Henk at the vets did an amazing job with the orthopaedic work, where many vets would have called for euthanasia, he persisted. The problem with Albie is that he was in a small veterinary hospital cage, where he was struggling to use the litter tray, due to his pelvic injuries. Being a white cat meant that he needed a bath most days. In the end I decided to bring him home, because it was easier for me to manage him there.
He went from being a wild feral cat to an absolute dote. He would let me do anything with him. Daily baths and bandage changes were no bother . As he started to regain mobility, it was obvious that there was neurological damage in one foot as well. Tom at the Ark in Killarney was very helpful with this and between us all we had to teach him to walk again. I was using a poker chip taped to his foot to keep his paw flat , and you would hear him "tip tapping "around the house. He stayed with me for 4 months, until he was ready to go to a new home and had no further repercussions with his injuries. His rehoming happened so quickly because everyone had been following his story and there were many offers of homes for him. My home felt very empty after he had gone, and certainly took a piece of my heart with him too.

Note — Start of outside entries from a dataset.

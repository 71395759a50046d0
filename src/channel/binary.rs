//! Binary-frame delivery over a WebSocket connection.

use std::sync::Arc;

use async_trait::async_trait;
use futures::stream::SplitSink;
use futures::SinkExt;
use tokio::net::TcpStream;
use tokio_tungstenite::tungstenite::Message;
use tokio_tungstenite::{MaybeTlsStream, WebSocketStream};

use crate::channel::DeliveryChannel;
use crate::supervisor::{SupervisorShared, TransportEvent};
use crate::{Chunk, SendError};

/// Write half of a connected WebSocket.
pub(crate) type WsSink = SplitSink<WebSocketStream<MaybeTlsStream<TcpStream>>, Message>;

/// Shared slot holding the current write half, if any.
///
/// The connection supervisor installs a fresh write half here on every
/// successful (re)connect and the reader task clears it on close, so the
/// channel held by the streaming loop never needs replacing.
pub(crate) type SharedSink = Arc<tokio::sync::Mutex<Option<WsSink>>>;

/// Sends each chunk as a single opaque binary WebSocket message.
///
/// The transport library handles segmentation. Created by
/// [`ConnectionSupervisor::channel()`]; the supervisor keeps refreshing the
/// underlying connection behind this handle across reconnects.
///
/// [`ConnectionSupervisor::channel()`]: crate::ConnectionSupervisor::channel
pub struct WebSocketChannel {
    name: String,
    sink: SharedSink,
    shared: Arc<SupervisorShared>,
}

impl WebSocketChannel {
    pub(crate) fn new(sink: SharedSink, shared: Arc<SupervisorShared>) -> Self {
        Self {
            name: "websocket".to_string(),
            sink,
            shared,
        }
    }
}

#[async_trait]
impl DeliveryChannel for WebSocketChannel {
    fn name(&self) -> &str {
        &self.name
    }

    async fn send(&mut self, chunk: &Chunk) -> Result<(), SendError> {
        let mut guard = self.sink.lock().await;
        let sink = guard.as_mut().ok_or(SendError::NotConnected)?;

        match sink.send(Message::Binary(chunk.as_bytes().to_vec())).await {
            Ok(()) => Ok(()),
            Err(e) => {
                // A failed write means this connection is done for; mark it
                // closed now instead of waiting for the reader task to
                // observe it. The reader's own Closed is idempotent.
                *guard = None;
                self.shared.apply(TransportEvent::Closed);
                Err(SendError::transport(e.to_string()))
            }
        }
    }
}

#[cfg(test)]
mod tests {
    use super::*;
    use crate::supervisor::ConnectionState;
    use futures::StreamExt;
    use std::time::Duration;

    fn disconnected_channel() -> (WebSocketChannel, Arc<SupervisorShared>) {
        let sink: SharedSink = Arc::new(tokio::sync::Mutex::new(None));
        let shared = Arc::new(SupervisorShared::new(None));
        (WebSocketChannel::new(sink, shared.clone()), shared)
    }

    #[tokio::test]
    async fn test_send_without_connection_is_not_connected() {
        let (mut channel, _shared) = disconnected_channel();

        let chunk = Chunk::new(vec![0u8; 16], 0);
        let err = channel.send(&chunk).await.unwrap_err();
        assert!(matches!(err, SendError::NotConnected));
    }

    #[test]
    fn test_channel_name() {
        let sink: SharedSink = Arc::new(tokio::sync::Mutex::new(None));
        let channel = WebSocketChannel::new(sink, Arc::new(SupervisorShared::new(None)));
        assert_eq!(channel.name(), "websocket");
    }

    #[tokio::test]
    async fn test_failed_write_marks_connection_closed() {
        // Server completes the handshake, then drops the socket
        let listener = tokio::net::TcpListener::bind("127.0.0.1:0").await.unwrap();
        let addr = listener.local_addr().unwrap();
        let server = tokio::spawn(async move {
            let (stream, _) = listener.accept().await.unwrap();
            let ws = tokio_tungstenite::accept_async(stream).await.unwrap();
            drop(ws);
        });

        let (ws, _response) = tokio_tungstenite::connect_async(format!("ws://{addr}/"))
            .await
            .unwrap();
        server.await.unwrap();

        let (write, _read) = ws.split();
        let sink: SharedSink = Arc::new(tokio::sync::Mutex::new(Some(write)));
        let shared = Arc::new(SupervisorShared::new(None));
        shared.apply(TransportEvent::Opened);
        let mut channel = WebSocketChannel::new(sink.clone(), shared.clone());

        // The first write can land in the kernel buffer; keep sending until
        // the dead peer surfaces as an error
        let chunk = Chunk::new(vec![0u8; 8], 0);
        let mut failed = false;
        for _ in 0..50 {
            if channel.send(&chunk).await.is_err() {
                failed = true;
                break;
            }
            tokio::time::sleep(Duration::from_millis(10)).await;
        }
        assert!(failed);

        // State enum and liveness flag moved together, and the dead sink
        // was discarded
        assert_eq!(shared.state(), ConnectionState::Disconnected);
        assert!(!shared.liveness().is_live());
        assert!(sink.lock().await.is_none());
    }
}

What would you say to someone thinking about volunteering?
Anyone can become a volunteer...you do not have to have professional training like myself. Everyone has a skill or something to give.
* Fostering an animal for a few weeks/ days.
* Helping with homechecks.
*Manning the telephone.
*Driving an animal to the vets.
*Taking photographs of animals for rehoming.( good photos "sell" an animal)
* Walking a dog that is stuck in kennels or in the vets.
*Baking cakes for a fundraising stall.
* Organising a fundraising event.
* Media skills such as fb
* Corporate help for large scale funding
* Secretarial skills
The animals need people from all walks of life; and any help, large or small, makes a difference to their future.